Of the lines in the data below, write out exactly those from the one holding "lines below them." through the one holding "fn push(&mut self, entry: BaselineEntry)", both included.

◇ ◇ ◇ ◇ ◇ ◇ ◇

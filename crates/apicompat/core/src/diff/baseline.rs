// Dotlanth
// Copyright (C) 2025 Synerthink

// This program is free software: you can redistribute it and/or modify
// it under the terms of the GNU Affero General Public License as published by
// the Free Software Foundation, either version 3 of the License, or
// (at your option) any later version.

// This program is distributed in the hope that it will be useful,
// but WITHOUT ANY WARRANTY; without even the implied warranty of
// MERCHANTABILITY or FITNESS FOR A PARTICULAR PURPOSE.  See the
// GNU Affero General Public License for more details.

// You should have received a copy of the GNU Affero General Public License
// along with this program.  If not, see <http://www.gnu.org/licenses/>.

//! Baseline files
//!
//! A baseline lists previously accepted differences, one per line:
//!
//! ```text
//! # Assembly: System.Runtime
//! MembersMustExist:Member 'N.Foo.M()' does not exist in the implementation but it does exist in the contract.
//! TypesMustExist - Type 'N.Bar' does not exist in the implementation but it does exist in the contract.
//! ```
//!
//! The rule id is the leading run of identifier characters, followed by `:`
//! or ` - ` and the message text. Lines starting with `#` or `//` are
//! comments; `# Assembly:` comments group the lines below them.

use super::Difference;
use crate::error::{ApiCompatError, Result, read_text_file};
use std::collections::HashMap;
use std::path::Path;
use tracing::debug;

const ASSEMBLY_HEADER: &str = "# Assembly:";

#[derive(Debug, Clone, PartialEq, Eq)]
pub struct BaselineEntry {
    /// `RuleId:Message`, matched against [`Difference::baseline_key`]
    pub key: String,
    /// Line as written in the file, reported verbatim when unused
    pub line: String,
    /// 1-based
    pub line_number: usize,
    /// Nearest preceding `# Assembly:` group
    pub assembly: Option<String>,
    used: bool,
}

impl BaselineEntry {
    pub fn is_used(&self) -> bool {
        self.used
    }
}

#[derive(Debug, Clone, Default)]
pub struct Baseline {
    entries: Vec<BaselineEntry>,
    by_key: HashMap<String, Vec<usize>>,
}

impl Baseline {
    pub fn new() -> Self {
        Self::default()
    }

    pub fn load(path: &Path) -> Result<Self> {
        let text = read_text_file(path)?;
        let baseline = Self::parse(&text)?;
        debug!("Loaded {} baseline entries from {}", baseline.len(), path.display());
        Ok(baseline)
    }

    pub fn parse(text: &str) -> Result<Self> {
        let mut baseline = Self::new();
        let mut assembly = None;
        for (index, raw) in text.lines().enumerate() {
            let line = raw.trim();
            if line.is_empty() {
                continue;
            }
            if let Some(name) = line.strip_prefix(ASSEMBLY_HEADER) {
                assembly = Some(name.trim().to_string());
                continue;
            }
            if line.starts_with('#') || line.starts_with("//") {
                continue;
            }
            let key = parse_key(line).ok_or_else(|| ApiCompatError::InvalidBaselineLine {
                line: index + 1,
                text: line.to_string(),
            })?;
            baseline.push(BaselineEntry {
                key,
                line: raw.to_string(),
                line_number: index + 1,
                assembly: assembly.clone(),
                used: false,
            });
        }
        Ok(baseline)
    }

    fn push(&mut self, entry: BaselineEntry) {
        self.by_key.entry(entry.key.clone()).or_default().push(self.entries.len());
        self.entries.push(entry);
    }

    pub fn with_difference(mut self, difference: &Difference) -> Self {
        let line = difference.baseline_key();
        self.push(BaselineEntry {
            key: line.clone(),
            line,
            line_number: self.entries.len() + 1,
            assembly: None,
            used: false,
        });
        self
    }

    pub fn len(&self) -> usize {
        self.entries.len()
    }

    pub fn is_empty(&self) -> bool {
        self.entries.is_empty()
    }

    pub fn entries(&self) -> &[BaselineEntry] {
        &self.entries
    }

    pub fn contains(&self, difference: &Difference) -> bool {
        self.by_key.contains_key(&difference.baseline_key())
    }

    /// Marks matching entries used; returns whether the difference is suppressed
    pub fn suppress(&mut self, difference: &Difference) -> bool {
        let Some(indices) = self.by_key.get(&difference.baseline_key()) else {
            return false;
        };
        for &index in indices {
            self.entries[index].used = true;
        }
        true
    }

    /// Entries no difference matched, in file order
    pub fn unused(&self) -> Vec<&BaselineEntry> {
        self.entries.iter().filter(|e| !e.used).collect()
    }

    /// Render differences as baseline text, grouped by assembly. Informational
    /// differences are included so a regenerated baseline silences them too.
    pub fn render<'d, I>(groups: I) -> String
    where
        I: IntoIterator<Item = (&'d str, &'d [Difference])>,
    {
        let mut out = String::new();
        for (assembly, differences) in groups {
            let mut lines: Vec<String> = differences.iter().map(Difference::baseline_key).collect();
            if lines.is_empty() {
                continue;
            }
            lines.dedup();
            out.push_str(&format!("{} {}\n", ASSEMBLY_HEADER, assembly));
            for line in lines {
                out.push_str(&line);
                out.push('\n');
            }
        }
        out
    }
}

/// `Id:Message` or `Id - Message` into the `Id:Message` key
fn parse_key(line: &str) -> Option<String> {
    let id_len = line.find(|c: char| !(c.is_ascii_alphanumeric() || c == '_')).unwrap_or(line.len());
    if id_len == 0 {
        return None;
    }
    let (id, rest) = line.split_at(id_len);
    let message = rest.strip_prefix(':').or_else(|| rest.strip_prefix(" - "))?;
    Some(format!("{}:{}", id, message))
}

#[cfg(test)]
mod tests {
    use super::*;

    fn diff(id: &str, message: &str) -> Difference {
        Difference::incompatible(id, message)
    }

    #[test]
    fn test_parse_both_separators() {
        let baseline = Baseline::parse("# Assembly: Lib\nA:first message\n\n// note\nB - second: with colon\n").unwrap();
        assert_eq!(baseline.len(), 2);
        assert_eq!(baseline.entries()[0].key, "A:first message");
        assert_eq!(baseline.entries()[1].key, "B:second: with colon");
        assert_eq!(baseline.entries()[1].assembly.as_deref(), Some("Lib"));
        assert_eq!(baseline.entries()[1].line_number, 5);
    }

    #[test]
    fn test_invalid_line() {
        let err = Baseline::parse("A:ok\n: no id\n").unwrap_err();
        assert!(matches!(err, ApiCompatError::InvalidBaselineLine { line: 2, .. }));
        assert!(Baseline::parse("NoSeparator").is_err());
    }

    #[test]
    fn test_suppress_marks_used() {
        let mut baseline = Baseline::parse("A:x\nA:x\nB:y\n").unwrap();
        assert!(baseline.suppress(&diff("A", "x")));
        assert!(!baseline.suppress(&diff("C", "z")));
        let unused: Vec<&str> = baseline.unused().iter().map(|e| e.line.as_str()).collect();
        assert_eq!(unused, vec!["B:y"]);
    }

    #[test]
    fn test_unused_lines_are_verbatim() {
        let baseline = Baseline::parse("  B - stale entry  \n\tC:tabbed\n").unwrap();
        assert_eq!(baseline.unused()[0].line, "  B - stale entry  ");
        assert_eq!(baseline.unused()[0].key, "B:stale entry");
        assert_eq!(baseline.unused()[1].line, "\tC:tabbed");
    }

    #[test]
    fn test_render_round_trip() {
        let differences = vec![diff("A", "x"), Difference::informational("I", "info"), diff("B", "y")];
        let text = Baseline::render([("Lib", differences.as_slice())]);
        assert_eq!(text, "# Assembly: Lib\nA:x\nI:info\nB:y\n");
        let mut baseline = Baseline::parse(&text).unwrap();
        assert!(differences.iter().all(|d| baseline.suppress(d)));
        assert!(baseline.unused().is_empty());
    }

    #[test]
    fn test_load_missing() {
        assert!(Baseline::load(Path::new("/no/such/baseline.txt")).unwrap_err().is_missing_file());
    }
}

◇ ◇ ◇ ◇ ◇ ◇ ◇

RESULT FOR THIS EXERCISE —
//! comments; `# Assembly:` comments group the lines below them.

use super::Difference;
use crate::error::{ApiCompatError, Result, read_text_file};
use std::collections::HashMap;
use std::path::Path;
use tracing::debug;

const ASSEMBLY_HEADER: &str = "# Assembly:";

#[derive(Debug, Clone, PartialEq, Eq)]
pub struct BaselineEntry {
    /// `RuleId:Message`, matched against [`Difference::baseline_key`]
    pub key: String,
    /// Line as written in the file, reported verbatim when unused
    pub line: String,
    /// 1-based
    pub line_number: usize,
    /// Nearest preceding `# Assembly:` group
    pub assembly: Option<String>,
    used: bool,
}

impl BaselineEntry {
    pub fn is_used(&self) -> bool {
        self.used
    }
}

#[derive(Debug, Clone, Default)]
pub struct Baseline {
    entries: Vec<BaselineEntry>,
    by_key: HashMap<String, Vec<usize>>,
}

impl Baseline {
    pub fn new() -> Self {
        Self::default()
    }

    pub fn load(path: &Path) -> Result<Self> {
        let text = read_text_file(path)?;
        let baseline = Self::parse(&text)?;
        debug!("Loaded {} baseline entries from {}", baseline.len(), path.display());
        Ok(baseline)
    }

    pub fn parse(text: &str) -> Result<Self> {
        let mut baseline = Self::new();
        let mut assembly = None;
        for (index, raw) in text.lines().enumerate() {
            let line = raw.trim();
            if line.is_empty() {
                continue;
            }
            if let Some(name) = line.strip_prefix(ASSEMBLY_HEADER) {
                assembly = Some(name.trim().to_string());
                continue;
            }
            if line.starts_with('#') || line.starts_with("//") {
                continue;
            }
            let key = parse_key(line).ok_or_else(|| ApiCompatError::InvalidBaselineLine {
                line: index + 1,
                text: line.to_string(),
            })?;
            baseline.push(BaselineEntry {
                key,
                line: raw.to_string(),
                line_number: index + 1,
                assembly: assembly.clone(),
                used: false,
            });
        }
        Ok(baseline)
    }

    fn push(&mut self, entry: BaselineEntry) {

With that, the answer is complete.